Signal transduction pathways implicated in neural recognition molecule L1 triggered neuroprotection and neuritogenesis

The signal transduction pathways involved in adhesion molecule L1‐triggered neuritogenesis and neuroprotection were investigated using the extracellular domain of mouse or human L1 in fusion with the Fc portion of human immunoglobulin G or L1 purified from mouse brain by affinity chromatography. Substrate L1‐triggered neuritogenesis and neuroprotection depended on distinct but also overlapping signal transduction pathways and on the expression of L1 at the neuronal cell surface. PI3 kinase inhibitors, Src family kinase inhibitors as well as mitogen‐activated protein kinase kinase inhibitors reduced both L1‐triggered neuritogenesis and neuroprotection.
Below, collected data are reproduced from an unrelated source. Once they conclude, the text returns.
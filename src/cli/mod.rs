//! CLI module for protoflow - command-line interface and subcommands.
//!
//! Provides the main entry point with subcommands for projects, protocol
//! runs, steps, CI callbacks and the worker pool.

pub mod commands;

pub use commands::Cli;
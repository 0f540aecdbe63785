//! State store
//!
//! This module provides:
//! - `StateStore`: durable records for projects, protocol runs, step runs,
//!   events and jobs, with expected-status guarded updates
//! - `SqliteStore`: the rusqlite-backed implementation
//!
//! Every status change goes through `update_protocol` / `update_step`, which
//! fail with `StateConflict` when the stored status differs from the caller's
//! expectation. That guard is what keeps two workers from double-advancing
//! the same entity.

pub mod sqlite;

pub use sqlite::SqliteStore;

use crate::domain::{
    EventRecord, Job, JobStatus, NewEvent, NewJob, NewProject, NewProtocolRun, NewStepRun, Project,
    ProjectConfigUpdate, ProtocolRun, ProtocolStatus, ProtocolUpdate, StepRun, StepStatus, StepUpdate,
};
use crate::error::{ProtoflowError, Result};

/// Durable record storage shared by every component.
pub trait StateStore: Send + Sync {
    fn create_project(&self, new: NewProject) -> Result<Project>;
    fn get_project(&self, id: i64) -> Result<Option<Project>>;
    fn list_projects(&self) -> Result<Vec<Project>>;
    /// Only configuration fields are mutable
    fn update_project_config(&self, id: i64, update: ProjectConfigUpdate) -> Result<Project>;

    fn create_protocol_run(&self, new: NewProtocolRun) -> Result<ProtocolRun>;
    fn get_protocol_run(&self, id: i64) -> Result<Option<ProtocolRun>>;
    fn list_protocol_runs(&self, project_id: Option<i64>) -> Result<Vec<ProtocolRun>>;
    /// Conditional update; `StateConflict` if the stored status is not `expected`
    fn update_protocol(&self, id: i64, expected: ProtocolStatus, update: ProtocolUpdate) -> Result<ProtocolRun>;

    /// Fails if the (protocol, index) or (protocol, name) pair already exists
    fn create_step_run(&self, new: NewStepRun) -> Result<StepRun>;
    fn get_step_run(&self, id: i64) -> Result<Option<StepRun>>;
    /// Ordered by step_index
    fn list_step_runs(&self, protocol_run_id: i64) -> Result<Vec<StepRun>>;
    /// Conditional update; `StateConflict` if the stored status is not `expected`.
    /// Tokens carried by the update are added to the protocol's usage in the same transaction.
    fn update_step(&self, id: i64, expected: StepStatus, update: StepUpdate) -> Result<StepRun>;
    /// Tokens recorded against a protocol run so far
    fn protocol_token_usage(&self, protocol_run_id: i64) -> Result<u64>;

    fn append_event(&self, event: NewEvent) -> Result<EventRecord>;
    /// Oldest first; `None` lists every event
    fn list_events(&self, protocol_run_id: Option<i64>) -> Result<Vec<EventRecord>>;

    /// Insert unless the idempotency key exists; returns the stored job and whether it was new
    fn insert_job(&self, new: NewJob, max_attempts: u32) -> Result<(Job, bool)>;
    fn get_job(&self, id: &str) -> Result<Option<Job>>;
    /// Atomically start the oldest due job, leasing it for `lease_ms`.
    /// A started job whose lease ran out counts as due.
    fn claim_next_job(&self, now: i64, lease_ms: i64) -> Result<Option<Job>>;
    /// Put every started job back in the queue; returns how many moved
    fn requeue_started_jobs(&self, reason: &str) -> Result<usize>;
    fn save_job(&self, job: &Job) -> Result<()>;
    fn list_jobs(&self, status: Option<JobStatus>) -> Result<Vec<Job>>;
    fn count_jobs(&self, status: JobStatus) -> Result<usize>;

    /// Fetch a project or fail with `NotFound`
    fn project(&self, id: i64) -> Result<Project> {
        self.get_project(id)?.ok_or_else(|| ProtoflowError::not_found("project", id))
    }

    /// Fetch a protocol run or fail with `NotFound`
    fn protocol_run(&self, id: i64) -> Result<ProtocolRun> {
        self.get_protocol_run(id)?
            .ok_or_else(|| ProtoflowError::not_found("protocol_run", id))
    }

    /// Fetch a step run or fail with `NotFound`
    fn step_run(&self, id: i64) -> Result<StepRun> {
        self.get_step_run(id)?.ok_or_else(|| ProtoflowError::not_found("step_run", id))
    }

    /// Protocol runs that can still receive signals
    fn list_active_protocol_runs(&self) -> Result<Vec<ProtocolRun>> {
        Ok(self
            .list_protocol_runs(None)?
            .into_iter()
            .filter(|run| run.status.is_active())
            .collect())
    }

    /// Resolve a CI branch or ref to an active protocol run.
    ///
    /// `refs/heads/` and `refs/tags/` prefixes are stripped and the full ref is
    /// matched first. The last path segment is a fallback only when it names
    /// exactly one active run and no other active run ends in that segment,
    /// so `team-a/feature` never resolves to `team-b/feature`.
    fn find_protocol_run_by_branch(&self, branch: &str) -> Result<Option<ProtocolRun>> {
        let trimmed = branch
            .strip_prefix("refs/heads/")
            .or_else(|| branch.strip_prefix("refs/tags/"))
            .unwrap_or(branch);

        let active = self.list_active_protocol_runs()?;
        // Newest run wins when names repeat
        if let Some(run) = active.iter().rev().find(|run| run.matches_branch(trimmed)) {
            return Ok(Some(run.clone()));
        }

        let Some((_, last)) = trimmed.rsplit_once('/') else {
            return Ok(None);
        };
        let suffix = format!("/{}", last);
        let candidates: Vec<&ProtocolRun> = active
            .iter()
            .filter(|run| run.matches_branch(last) || run.protocol_name.ends_with(&suffix))
            .collect();
        match candidates.as_slice() {
            [run] if run.matches_branch(last) => Ok(Some((*run).clone())),
            [] => Ok(None),
            _ => {
                log::warn!("Branch {} does not identify a single active run", branch);
                Ok(None)
            }
        }
    }

    /// The step a signal most plausibly refers to: the active one, else the most recently updated
    fn latest_step_run(&self, protocol_run_id: i64) -> Result<Option<StepRun>> {
        let steps = self.list_step_runs(protocol_run_id)?;
        if let Some(active) = steps.iter().find(|s| s.status.is_active()) {
            return Ok(Some(active.clone()));
        }
        Ok(steps.into_iter().max_by_key(|s| (s.updated_at, s.id)))
    }
}
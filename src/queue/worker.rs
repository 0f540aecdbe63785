//! Worker pool polling a `DurableQueue`.
//!
//! The pool has an explicit lifecycle: `start` spawns the workers, `stop`
//! signals them through a watch channel and waits for them to finish their
//! current job.

use std::sync::Arc;
use std::time::Duration;

use tokio::sync::watch;
use tokio::task::JoinHandle;

use crate::config::QueueConfig;
use crate::error::Result;
use crate::id::generate_worker_id;
use crate::queue::{DurableQueue, JobHandler};

/// Worker pool settings.
#[derive(Debug, Clone)]
pub struct WorkerConfig {
    pub workers: usize,
    /// Idle sleep between polls
    pub poll_interval: Duration,
}

impl Default for WorkerConfig {
    fn default() -> Self {
        Self {
            workers: 2,
            poll_interval: Duration::from_millis(500),
        }
    }
}

impl WorkerConfig {
    pub fn from_config(config: &QueueConfig) -> Self {
        Self {
            workers: config.workers.max(1),
            poll_interval: config.poll_interval(),
        }
    }

    pub fn with_workers(mut self, workers: usize) -> Self {
        self.workers = workers.max(1);
        self
    }
}

/// Running set of queue workers.
pub struct WorkerPool {
    shutdown: watch::Sender<bool>,
    handles: Vec<JoinHandle<()>>,
}

impl WorkerPool {
    /// Spawn `config.workers` tasks polling the queue.
    pub fn start(queue: Arc<DurableQueue>, handler: Arc<dyn JobHandler>, config: WorkerConfig) -> Self {
        let (shutdown, shutdown_rx) = watch::channel(false);
        let handles = (0..config.workers.max(1))
            .map(|index| {
                let worker_id = generate_worker_id(index);
                let queue = queue.clone();
                let handler = handler.clone();
                let rx = shutdown_rx.clone();
                let poll_interval = config.poll_interval;
                tokio::spawn(async move { worker_loop(worker_id, queue, handler, rx, poll_interval).await })
            })
            .collect::<Vec<_>>();

        tracing::info!(workers = handles.len(), "Worker pool started");
        Self { shutdown, handles }
    }

    pub fn worker_count(&self) -> usize {
        self.handles.len()
    }

    /// Signal every worker and wait for them to exit.
    pub async fn stop(self) {
        let _ = self.shutdown.send(true);
        for handle in self.handles {
            if let Err(e) = handle.await {
                tracing::error!(error = %e, "Worker task panicked");
            }
        }
        tracing::info!("Worker pool stopped");
    }

    /// Process due jobs on the current task until none are left.
    ///
    /// Retries scheduled in the future are left queued. Returns the number of
    /// attempts run.
    pub async fn run_until_idle(queue: &DurableQueue, handler: &dyn JobHandler) -> Result<usize> {
        let mut attempts = 0;
        while queue.process_next(handler).await?.is_some() {
            attempts += 1;
        }
        Ok(attempts)
    }
}

async fn worker_loop(
    worker_id: String,
    queue: Arc<DurableQueue>,
    handler: Arc<dyn JobHandler>,
    mut shutdown: watch::Receiver<bool>,
    poll_interval: Duration,
) {
    tracing::debug!(worker = %worker_id, "Worker started");
    loop {
        if *shutdown.borrow() {
            break;
        }

        match queue.process_next(handler.as_ref()).await {
            // More work may be due; poll again straight away
            Ok(Some(_)) => continue,
            Ok(None) => {}
            Err(e) => tracing::error!(worker = %worker_id, error = %e, "Job processing failed"),
        }

        tokio::select! {
            changed = shutdown.changed() => {
                if changed.is_err() {
                    break;
                }
            }
            _ = tokio::time::sleep(poll_interval) => {}
        }
    }
    tracing::debug!(worker = %worker_id, "Worker stopped");
}
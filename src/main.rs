use clap::Parser;
use colored::*;
use eyre::{Context, Result};
use log::info;
use std::fs;
use std::path::PathBuf;

mod cli;

use cli::Cli;
use cli::commands::{Commands, ProjectCommands, ProtocolCommands, StepCommands};
use protoflow::config::Config;
use protoflow::context::AppContext;
use protoflow::domain::{EventRecord, JobStatus, NewProject, NewProtocolRun, ProtocolRun, ProtocolStatus, StepRun, StepStatus};
use protoflow::reconcile::{CiSignal, CiTarget};
use protoflow::spec::parse_spec;

fn setup_logging() -> Result<()> {
    // Create log directory
    let log_dir = dirs::data_local_dir()
        .unwrap_or_else(|| PathBuf::from("."))
        .join("protoflow")
        .join("logs");

    fs::create_dir_all(&log_dir).context("Failed to create log directory")?;

    let log_file = log_dir.join("protoflow.log");

    // Setup env_logger with file output
    let target = Box::new(
        fs::OpenOptions::new()
            .create(true)
            .append(true)
            .open(&log_file)
            .context("Failed to open log file")?,
    );

    env_logger::Builder::from_default_env()
        .target(env_logger::Target::Pipe(target))
        .init();

    info!("Logging initialized, writing to: {}", log_file.display());
    Ok(())
}

async fn run_application(cli: &Cli, ctx: &AppContext) -> Result<()> {
    info!("Starting application");

    if cli.is_verbose() {
        println!("{}", "Verbose mode enabled".yellow());
    }

    match &cli.command {
        Commands::Project { command } => handle_project_command(command, ctx),
        Commands::Protocol { command } => handle_protocol_command(command, ctx).await,
        Commands::Step { command } => handle_step_command(command, ctx).await,
        Commands::Events { protocol } => handle_events_command(*protocol, ctx),
        Commands::Jobs { status } => handle_jobs_command(*status, ctx),
        Commands::Webhook {
            provider,
            branch,
            run_id,
            status,
            step,
        } => {
            let target = match (run_id, branch) {
                (Some(id), _) => CiTarget::RunId(*id),
                (None, Some(branch)) => CiTarget::Branch(branch.clone()),
                (None, None) => eyre::bail!("webhook needs --branch or --run-id"),
            };
            let mut signal = CiSignal::new(*provider, target, status.clone());
            signal.step_run_id = *step;
            let outcome = ctx.reconciler.reconcile(&signal).await?;
            println!("{} {}", "Reconciled:".green(), outcome);
            Ok(())
        }
        Commands::Worker { workers } => handle_worker_command(*workers, ctx).await,
    }
}

fn handle_project_command(command: &ProjectCommands, ctx: &AppContext) -> Result<()> {
    match command {
        ProjectCommands::Add {
            name,
            git_url,
            base_branch,
            engine,
            qa_policy,
        } => {
            let mut new = NewProject::new(name, git_url).with_base_branch(base_branch);
            if let Some(engine) = engine {
                new = new.with_engine(engine);
            }
            if let Some(policy) = qa_policy {
                new = new.with_qa_policy(*policy);
            }
            let project = ctx.orchestrator.create_project(new)?;
            println!("{} {} ({})", "Created project".green(), project.id, project.name.bold());
        }
        ProjectCommands::List => {
            let projects = ctx.store.list_projects()?;
            if projects.is_empty() {
                println!("{}", "No projects".dimmed());
            }
            for project in projects {
                println!(
                    "{:>4}  {}  {}  qa={}  engine={}",
                    project.id,
                    project.name.bold(),
                    project.git_url.dimmed(),
                    project.default_qa_policy,
                    project.default_engine_id.as_deref().unwrap_or("-")
                );
            }
        }
    }
    Ok(())
}

async fn handle_protocol_command(command: &ProtocolCommands, ctx: &AppContext) -> Result<()> {
    let orch = &ctx.orchestrator;
    match command {
        ProtocolCommands::Create {
            project,
            name,
            spec,
            root,
            description,
            base_branch,
        } => {
            let project = ctx.store.project(*project)?;
            let branch = base_branch.clone().unwrap_or_else(|| project.base_branch.clone());
            let mut new = NewProtocolRun::new(project.id, name, branch);
            if let Some(path) = spec {
                let text = fs::read_to_string(path).with_context(|| format!("Failed to read spec {}", path.display()))?;
                new = new.with_spec(parse_spec(&text)?);
            }
            if let Some(root) = root {
                new = new.with_protocol_root(root);
            }
            if let Some(description) = description {
                new = new.with_description(description);
            }
            let run = orch.create_protocol_run(new)?;
            println!("{} {} ({})", "Created protocol".green(), run.id, run.protocol_name.bold());
        }
        ProtocolCommands::List { project } => {
            let runs = ctx.store.list_protocol_runs(*project)?;
            if runs.is_empty() {
                println!("{}", "No protocol runs".dimmed());
            }
            for run in runs {
                print_protocol(&run);
            }
        }
        ProtocolCommands::Show { id } => {
            let run = ctx.store.protocol_run(*id)?;
            print_protocol(&run);
            if let Some(hash) = &run.spec_hash {
                println!("      spec {}", hash.dimmed());
            }
            for step in ctx.store.list_step_runs(run.id)? {
                print_step(&step);
            }
        }
        ProtocolCommands::Start { id, expect } => {
            let run = orch.start(*id, *expect).await?;
            println!("{} {}", "Started:".green(), protocol_line(&run));
        }
        ProtocolCommands::Next { id, expect } => match orch.run_next_step(*id, *expect).await? {
            Some(step) => println!("{} {}", "Running:".green(), step_line(&step)),
            None => println!("{}", "No steps left to run".yellow()),
        },
        ProtocolCommands::Pause { id, expect } => {
            let run = orch.pause(*id, *expect)?;
            println!("{} {}", "Paused:".yellow(), protocol_line(&run));
        }
        ProtocolCommands::Resume { id, expect } => {
            let run = orch.resume(*id, *expect).await?;
            println!("{} {}", "Resumed:".green(), protocol_line(&run));
        }
        ProtocolCommands::Cancel { id, expect } => {
            let run = orch.cancel(*id, *expect)?;
            println!("{} {}", "Cancelled:".red(), protocol_line(&run));
        }
        ProtocolCommands::Retry { id, expect } => {
            let step = orch.retry_latest(*id, *expect).await?;
            println!("{} {}", "Retrying:".green(), step_line(&step));
        }
    }
    Ok(())
}

async fn handle_step_command(command: &StepCommands, ctx: &AppContext) -> Result<()> {
    let orch = &ctx.orchestrator;
    let (label, step) = match command {
        StepCommands::Run { id, expect } => ("Running:", orch.run_step(*id, *expect).await?),
        StepCommands::Qa { id, expect } => ("QA:", orch.run_qa(*id, *expect).await?),
        StepCommands::Approve { id, expect } => ("Approved:", orch.approve(*id, *expect).await?),
    };
    println!("{} {}", label.green(), step_line(&step));
    Ok(())
}

fn handle_events_command(protocol: Option<i64>, ctx: &AppContext) -> Result<()> {
    for event in ctx.store.list_events(protocol)? {
        print_event(&event);
    }
    Ok(())
}

fn handle_jobs_command(status: Option<JobStatus>, ctx: &AppContext) -> Result<()> {
    let stats = ctx.queue().stats()?;
    println!(
        "{} queued={} started={} finished={} failed={}",
        ctx.queue().name().bold(),
        stats.queued,
        stats.started,
        stats.finished,
        stats.failed.to_string().red()
    );
    for job in ctx.queue().list_jobs(status)? {
        let error = job.last_error.as_deref().unwrap_or("");
        println!(
            "{}  {:<9} {:<24} attempt {}/{}  {}",
            job.id.dimmed(),
            job.status,
            job.idempotency_key,
            job.attempt,
            job.max_attempts,
            error.red()
        );
    }
    Ok(())
}

async fn handle_worker_command(workers: Option<usize>, ctx: &AppContext) -> Result<()> {
    let recovered = ctx.recover_interrupted()?;
    if recovered > 0 {
        println!("{} {} interrupted job(s)", "Requeued".yellow(), recovered);
    }
    let Some(pool) = ctx.start_workers(workers) else {
        println!(
            "{}",
            "Inline queue backend runs jobs immediately; set queue.backend: durable to use workers".yellow()
        );
        return Ok(());
    };
    println!("{} {} worker(s); ctrl-c to stop", "Started".green(), pool.worker_count());
    tokio::signal::ctrl_c().await.context("Failed to listen for ctrl-c")?;
    println!("{}", "Stopping workers...".cyan());
    pool.stop().await;
    Ok(())
}

fn colored_protocol_status(status: ProtocolStatus) -> ColoredString {
    match status {
        ProtocolStatus::Completed => status.as_str().green(),
        ProtocolStatus::Running | ProtocolStatus::Planning | ProtocolStatus::Planned => status.as_str().cyan(),
        ProtocolStatus::Paused | ProtocolStatus::Blocked => status.as_str().yellow(),
        ProtocolStatus::Failed | ProtocolStatus::Cancelled => status.as_str().red(),
        ProtocolStatus::Pending => status.as_str().normal(),
    }
}

fn colored_step_status(status: StepStatus) -> ColoredString {
    match status {
        StepStatus::Completed => status.as_str().green(),
        StepStatus::Running | StepStatus::NeedsQa => status.as_str().cyan(),
        StepStatus::Blocked => status.as_str().yellow(),
        StepStatus::Failed | StepStatus::Cancelled => status.as_str().red(),
        StepStatus::Pending => status.as_str().normal(),
    }
}

fn protocol_line(run: &ProtocolRun) -> String {
    format!("{} {} [{}]", run.id, run.protocol_name.bold(), colored_protocol_status(run.status))
}

fn step_line(step: &StepRun) -> String {
    format!("{} {} [{}]", step.id, step.step_name.bold(), colored_step_status(step.status))
}

fn print_protocol(run: &ProtocolRun) {
    println!(
        "{:>4}  {:<28} {:<10} project {}  base {}",
        run.id,
        run.protocol_name.bold(),
        colored_protocol_status(run.status),
        run.project_id,
        run.base_branch
    );
}

fn print_step(step: &StepRun) {
    println!(
        "      {:>2}. {:<28} {:<10} qa={} loops={} retries={}",
        step.step_index,
        step.step_name,
        colored_step_status(step.status),
        step.qa_policy,
        step.runtime_state.loop_count,
        step.retries
    );
    if let Some(error) = &step.runtime_state.last_error {
        println!("          {}", error.red());
    }
}

fn print_event(event: &EventRecord) {
    let when = chrono::DateTime::from_timestamp_millis(event.created_at)
        .map(|t| t.format("%Y-%m-%d %H:%M:%S").to_string())
        .unwrap_or_default();
    let scope = match (event.protocol_run_id, event.step_run_id) {
        (Some(p), Some(s)) => format!("{}/{}", p, s),
        (Some(p), None) => p.to_string(),
        _ => "-".to_string(),
    };
    println!(
        "{}  {:<7} {:<30} {}",
        when.dimmed(),
        scope,
        event.event_type.cyan(),
        event.message
    );
}

#[tokio::main]
async fn main() -> Result<()> {
    // Setup logging first
    setup_logging().context("Failed to setup logging")?;

    // Parse CLI arguments
    let cli = Cli::parse();

    // Load configuration
    let config = Config::load(cli.config.as_ref()).context("Failed to load configuration")?;

    info!("Starting with config from: {:?}", cli.config);

    let ctx = AppContext::open(config).context("Failed to open protoflow state")?;

    // Run the main application logic
    run_application(&cli, &ctx).await.context("Application failed")?;

    Ok(())
}
//! Domain types for protoflow
//!
//! This module contains all core domain types:
//! - Project: onboarded repository with default execution/QA configuration
//! - ProtocolRun: one execution of a declared protocol
//! - StepRun: one ordered unit of work inside a protocol run
//! - Event: append-only audit records
//! - Job: queue submissions and their visible states
//! - ProtocolStatus / StepStatus: the two state machines

pub mod event;
pub mod job;
pub mod project;
pub mod protocol_run;
pub mod status;
pub mod step_run;

pub use event::{EventRecord, NewEvent, event_types};
pub use job::{Job, JobStatus, JobType, NewJob};
pub use project::{NewProject, Project, ProjectConfigUpdate};
pub use protocol_run::{NewProtocolRun, ProtocolRun, ProtocolUpdate};
pub use status::{ProtocolStatus, StepStatus};
pub use step_run::{Artifact, NewStepRun, QaPolicy, RuntimeState, StepRun, StepType, StepUpdate, infer_step_type};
In contrast, fibroblast growth factor receptor inhibitors, a protein kinase A inhibitor, and an inhibitor of cAMP‐mediated signal transduction pathways, blocked neuritogenesis, but did not affect L1‐triggered neuroprotection. Proteolytic cleavage of L1 or its interaction partners is necessary for both L1‐mediated neuritogensis and neuroprotection. Furthermore, L1‐triggered neuroprotection was found to be associated with increased phosphorylation of extracellular signal‐regulated kinases 1/2, Akt and Bad, and inhibition of caspases. These observations suggest possibilities of differentially targeting signal transduction pathways for L1‐dependent neuritogenesis and neuroprotection.